For those who would like to contribute any amount, it is greatly appreciated.

The second thing, and this is totally unconnected with the fund, I got this in the mail yesterday from Canada.

It's a wrist distaff that Ted made using his own handspun cotton. Since I started spinning the tussah/cashmere roving on a drop-spindle, the roving kept falling into the twisting single and getting all messed up. Honestly, I never knew how to use a wrist distaff, so I googled and a couple folks had pictures.

Here's mine.

Current Knitting
I finished all weaving and blocking of the baby blanket and it's ready to be sent off.

You'll note I added a little pair of booties in white yarn, using the pink yarn as a cord accent. It's hard to tell from the pictures, but the pattern stitch on the leg of the booties is the same as the blanket.

How cute.

I also finished weaving in all ends and sewing up the Faux Rib pullover. Unfortunately, it's a little too dark out today to take a picture of me wearing it, so I'll hold off posting that till next time.

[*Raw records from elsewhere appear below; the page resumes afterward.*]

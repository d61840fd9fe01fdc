use std::time::{Duration, Instant};

use parking_lot::Mutex;
use serde::Deserialize;

// Circuit breaker configuration
#[derive(Debug, Clone, Deserialize)]
#[serde(default)]
pub struct CircuitBreakerConfig {
    pub failure_threshold: u32,
    pub success_threshold: u32,
    pub reset_timeout_ms: u64,
}

impl Default for CircuitBreakerConfig {
    fn default() -> Self {
        // one failure takes a replica out of the rotation until the reset timeout
        Self {
            failure_threshold: 1,
            success_threshold: 1,
            reset_timeout_ms: 5000,
        }
    }
}

/// Per-replica breaker, shared between concurrent callers.
#[derive(Debug)]
pub struct CircuitBreaker {
    failure_threshold: u32,
    success_threshold: u32,
    open_duration: Duration,
    state: Mutex<State>,
}

#[derive(Debug, Clone, Copy, PartialEq, Eq)]
pub enum BreakerState {
    Closed,
    Open,
    HalfOpen,
}

#[derive(Debug)]
enum State {
    Closed { failures: u32 },
    Open { opened_at: Instant },
    HalfOpen { successes: u32 },
}

impl CircuitBreaker {
    pub fn new(config: &CircuitBreakerConfig) -> Self {
        Self {
            failure_threshold: config.failure_threshold.max(1),
            success_threshold: config.success_threshold.max(1),
            open_duration: Duration::from_millis(config.reset_timeout_ms),
            state: Mutex::new(State::Closed { failures: 0 }),
        }
    }

    pub fn state(&self) -> BreakerState {
        match *self.state.lock() {
            State::Closed { .. } => BreakerState::Closed,
            State::Open { .. } => BreakerState::Open,
            State::HalfOpen { .. } => BreakerState::HalfOpen,
        }
    }

    pub fn is_closed(&self) -> bool {
        self.state() == BreakerState::Closed
    }

    // Moves Open -> HalfOpen once the open window has elapsed
    pub fn should_allow_call(&self) -> bool {
        let mut state = self.state.lock();
        match &*state {
            State::Closed { .. } | State::HalfOpen { .. } => true,
            State::Open { opened_at } => {
                if opened_at.elapsed() >= self.open_duration {
                    *state = State::HalfOpen { successes: 0 };
                    true
                } else {
                    false
                }
            }
        }
    }

    pub fn success(&self) {
        let mut state = self.state.lock();
        match &mut *state {
            State::Closed { failures } => *failures = 0,
            State::HalfOpen { successes } => {
                *successes += 1;
                if *successes >= self.success_threshold {
                    *state = State::Closed { failures: 0 };
                }
            }
            State::Open { .. } => {}
        }
    }

    pub fn fail(&self) {
        let mut state = self.state.lock();
        match &mut *state {
            State::Closed { failures } => {
                *failures += 1;
                if *failures >= self.failure_threshold {
                    *state = State::Open {
                        opened_at: Instant::now(),
                    };
                }
            }
            State::HalfOpen { .. } => {
                *state = State::Open {
                    opened_at: Instant::now(),
                };
            }
            State::Open { .. } => {}
        }
    }

    /// Forces the breaker closed. Returns true if it was not closed before.
    pub fn reset(&self) -> bool {
        let mut state = self.state.lock();
        let was_closed = matches!(*state, State::Closed { .. });
        *state = State::Closed { failures: 0 };
        !was_closed
    }
}

#[cfg(test)]
mod tests {
    use super::*;

    fn breaker(
        failure_threshold: u32,
        success_threshold: u32,
        reset_timeout_ms: u64,
    ) -> CircuitBreaker {
        CircuitBreaker::new(&CircuitBreakerConfig {
            failure_threshold,
            success_threshold,
            reset_timeout_ms,
        })
    }

    #[test]
    fn test_opens_after_threshold() {
        let cb = breaker(3, 1, 60_000);
        cb.fail();
        cb.fail();
        assert!(cb.is_closed());
        cb.fail();
        assert_eq!(cb.state(), BreakerState::Open);
        assert!(!cb.should_allow_call());
    }

    #[test]
    fn test_success_clears_failure_streak() {
        let cb = breaker(2, 1, 60_000);
        cb.fail();
        cb.success();
        cb.fail();
        assert!(cb.is_closed());
    }

    #[test]
    fn test_half_open_after_timeout_then_close() {
        let cb = breaker(1, 2, 10);
        cb.fail();
        assert!(!cb.should_allow_call());

        std::thread::sleep(Duration::from_millis(20));
        assert!(cb.should_allow_call());
        assert_eq!(cb.state(), BreakerState::HalfOpen);

        cb.success();
        assert_eq!(cb.state(), BreakerState::HalfOpen);
        cb.success();
        assert!(cb.is_closed());
    }

    #[test]
    fn test_half_open_failure_reopens() {
        let cb = breaker(1, 1, 10);
        cb.fail();
        std::thread::sleep(Duration::from_millis(20));
        assert!(cb.should_allow_call());
        cb.fail();
        assert_eq!(cb.state(), BreakerState::Open);
    }

    #[test]
    fn test_reset() {
        let cb = breaker(1, 1, 60_000);
        assert!(!cb.reset());
        cb.fail();
        assert!(cb.reset());
        assert!(cb.should_allow_call());
    }
}
//! In-memory point-in-time store.
//!
//! Bars and fundamental series are kept sorted by date; every query truncates
//! at `as_of` with a binary search so nothing dated later can leak out.

use chrono::NaiveDate;
use std::collections::{BTreeMap, BTreeSet};

use super::provider::{DataAccess, DataError, Observation};
use crate::domain::{Bar, DateRange};

#[derive(Debug, Clone, Default)]
pub struct InMemoryStore {
    bars: BTreeMap<String, Vec<Bar>>,
    fundamentals: BTreeMap<(String, String), Vec<Observation>>,
    calendar: Vec<NaiveDate>,
}

impl InMemoryStore {
    pub fn new() -> Self {
        Self::default()
    }

    /// Insert (or replace) the bar history of an instrument.
    ///
    /// Bars are sorted by date; duplicate dates keep the last one supplied.
    pub fn insert_bars(&mut self, instrument: &str, mut bars: Vec<Bar>) {
        bars.sort_by_key(|b| b.date);
        let mut deduped: Vec<Bar> = Vec::with_capacity(bars.len());
        for bar in bars {
            match deduped.last_mut() {
                Some(last) if last.date == bar.date => *last = bar,
                _ => deduped.push(bar),
            }
        }
        self.bars.insert(instrument.to_string(), deduped);
        self.rebuild_calendar();
    }

    /// Insert (or replace) a fundamental series.
    pub fn insert_fundamental(&mut self, instrument: &str, field: &str, mut series: Vec<Observation>) {
        series.sort_by_key(|o| o.date);
        series.dedup_by_key(|o| o.date);
        self.fundamentals
            .insert((instrument.to_string(), field.to_string()), series);
    }

    pub fn bar_count(&self) -> usize {
        self.bars.values().map(Vec::len).sum()
    }

    fn rebuild_calendar(&mut self) {
        let dates: BTreeSet<NaiveDate> = self
            .bars
            .values()
            .flat_map(|bars| bars.iter().map(|b| b.date))
            .collect();
        self.calendar = dates.into_iter().collect();
    }

    fn bars_until(&self, instrument: &str, as_of: NaiveDate) -> Result<&[Bar], DataError> {
        let bars = self
            .bars
            .get(instrument)
            .ok_or_else(|| DataError::UnknownInstrument(instrument.to_string()))?;
        let end = bars.partition_point(|b| b.date <= as_of);
        Ok(&bars[..end])
    }
}

fn bar_field(bar: &Bar, field: &str) -> Option<f64> {
    match field {
        "open" => Some(bar.open),
        "high" => Some(bar.high),
        "low" => Some(bar.low),
        "close" => Some(bar.close),
        "volume" => Some(bar.volume as f64),
        _ => None,
    }
}

impl DataAccess for InMemoryStore {
    fn name(&self) -> &str {
        "memory"
    }

    fn instruments(&self) -> Vec<String> {
        self.bars.keys().cloned().collect()
    }

    fn bars(&self, instrument: &str, as_of: NaiveDate) -> Result<Vec<Bar>, DataError> {
        Ok(self.bars_until(instrument, as_of)?.to_vec())
    }

    fn recent_bars(
        &self,
        instrument: &str,
        as_of: NaiveDate,
        count: usize,
    ) -> Result<Vec<Bar>, DataError> {
        let bars = self.bars_until(instrument, as_of)?;
        let start = bars.len().saturating_sub(count);
        Ok(bars[start..].to_vec())
    }

    fn get_series(
        &self,
        instrument: &str,
        field: &str,
        as_of: NaiveDate,
    ) -> Result<Vec<Observation>, DataError> {
        if let Some(series) = self
            .fundamentals
            .get(&(instrument.to_string(), field.to_string()))
        {
            let end = series.partition_point(|o| o.date <= as_of);
            return Ok(series[..end].to_vec());
        }
        let bars = self.bars_until(instrument, as_of)?;
        let series: Vec<Observation> = bars
            .iter()
            .filter_map(|b| bar_field(b, field).map(|v| Observation::new(b.date, v)))
            .collect();
        if series.is_empty() {
            return Err(DataError::Missing {
                instrument: instrument.to_string(),
                field: field.to_string(),
                as_of,
            });
        }
        Ok(series)
    }

    fn trading_dates(&self, range: DateRange) -> Vec<NaiveDate> {
        let start = self.calendar.partition_point(|d| *d < range.start);
        let end = self.calendar.partition_point(|d| *d <= range.end);
        self.calendar[start..end.max(start)].to_vec()
    }
}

Readers' Comments/Questions
Deborah C. asks, " Joe, can blogless wonders like me contribute too? I'm planning on attending Rhinebeck and I would love to put a live face to the names I read."

Yes, PayPal allows anyone with a credit card to contribute, and they're making it easier and easier to do. We meet a lot of readers at Rhinebeck, and we usually post a specific time and location for lunch, so that folks can stop by and say hi and not risk missing anyone.

Monday, August 21, 2006

Rhinebeck Approaches

My favorite fiber event of the year, and the time when most of the Wolverinas have their annual reunion.

Fresh Air Fund
To share this event, last year, I hosted the first annual Fresh Air Fund for Franklin, so that we could get him to come out to Rhinebeck.

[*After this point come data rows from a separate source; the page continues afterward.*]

//! Trade simulator: ranked lists + parameter set → trades and equity curve

pub mod engine;
pub mod panel;
pub mod rules;

pub use engine::{
    pending_actions, DailyMark, DayOutcome, PendingOrder, SimulationError, SimulationResult,
    SimulationState, Simulator,
};
pub use panel::{DayPrices, PricePanel};
pub use rules::{FillPrice, SimulationRules};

It was a smashing success. For those that remember, Franklin finished his incredible Latin-inscribed sweater in time for the event, he got his first taste of spinning, and he indelibly made his mark as one of the more interesting knit-bloggers on the web today.

This year, Franklin has made it clear that he'll be coming to Rhinebeck, and won't need any financial assistance, so we've decided that Knitterguy Ted might like to join the event. So, please help us bring Ted to Rhinebeck with the Rhinebeck Fresh Air Fund for Ted this year.

We have a very modest goal of $300, which will include travel and lodging for Ted to get to Rhinebeck, and stay with Franklin and Lars at a B&B in upstate New York.

Current Knitting
I finished weaving in all the ends of the pink baby blanket, but I haven't had the chance to wash and block it yet.

You'll note the garter stitch edging distorts the shape of the blanket a little. I'm pretty sure the blocking will be able to fix that.

I also finished knitting a fold-over, hemmed collar for the Faux Rib pullover.

You'll note I used a 1X3 rib on the outside of the collar to match the overall pattern of the sweater, and just plain stockinette on the inside to make it smooth on my neck and easy to sew down.

Now all I have to do is attach the sleeves and sew up the side seams. This sweater will be perfect for a cool autumn.

Meeting Readers
It usually happens at fiber festivals, like Rhinebeck, but sometimes I meet blog readers in various other places. Like my favorite restaurant in the town across the river from where I live.

As she mentioned in comments, Ann, from the Jersey Shore and her husband were sitting at the table right next to us, as she was on her way to check out Twist, my new favorite yarn store. It was a pleasure meeting another obsessed fiber addict, as Ann also knits, spins and quilts. We discussed it all, much to the dismay of her husband, and my partner.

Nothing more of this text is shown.